As for for-profit schools, one of the authors of the CIS report suggeststhat for-profit schooling:
“has offered benefits to children in the developing world, where for-profit schools are a way to enhance equity in educational provision. ‘Budget’ or ‘low-fee’ private schools, many of which are run like a small business by a sole proprietor, proliferate in some of the poorest parts of the world. Local governments are often unaware of their existence, which is in many cases key to maintaining these low fees – which could not be sustained if they had to comply with all the regulations and standards mandated by governments.”
And that is the crux of the issue. Unregulated schools can exploit staff, who would be largely unprotected because of their inability to join a union. There would be a lack of accountability that could lead to inadequate facilities, large class sizes and so on. We need to learn the lesson from what has happened in 7-Eleven stores in Australia.
The CIS report incredibly states:
“Studies comparing for-profit schools to non-profit charter schools have mixed results, ranging from no difference to a small positive effect of for-profit status”.
Given this caveat why would Australia contemplate adding for-profit schools to the mix?
Currently our governments, at both state and federal levels, do not permit for-profit schools to operate in Australia.
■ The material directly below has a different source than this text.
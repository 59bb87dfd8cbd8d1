//! Ports (hexagonal architecture boundaries).

pub mod outbound;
The Australian Education Union’s Victorian president, Meredith Peace, joined the debate by saying the government should be focusing on supporting under-resourced schools rather than boosting competition in the system. She said:
“In Victoria in recent years, schools have become increasingly isolated and are forced to compete more and more with each other with limited funding. This is producing a wider equity gap and a wider gap for our kids, particularly those from disadvantaged backgrounds.”
The Australian Education Union’s federal president, Correna Haythorpe said the Minister Christopher Pyne’s Independent Public Schools (IPS) scheme, which is very similar to the charter school/academy concept, had been rejected by most states and territories because “they recognise there is no evidence” that introducing a two-tier public school system will lead to better results for students. She also said:
“NSW, Victoria, SA, Tasmania and the ACT have all accepted money from the IPS fund but will not create a single Independent Public School. These States should be commended for standing firm and rejecting a policy that has no evidence to back it.”
NSW Education Minister, Adrian Piccoli, promised (in June 2013) NSW will not be introducing charter schools or independent public schools because there is no evidence that they improve student performance.
Such statements encourage those of us who oppose following the US and UK down the charter school track.
The CIS proposals have been roundly rejected by education experts, parent groups and detailed fact checking here in Australia. As recently as September 1st the claims made by CIS’s research are refuted by expert analysis by the National Education Policy Center in the US, which disseminates high-quality, peer-reviewed research to inform education policy discussions.
The overwhelming research evidence from the US, the home of charter schools, does not support any claims that charter schools are a solution to Australia’s education problems.
A few days ago the Supreme Court in Washington State in the US ruled charter schools unconstitutional.
It seems the Centre for Independent Studies is once again flogging old ideas about education that elsewhere in the world have been considered, tried and dumped.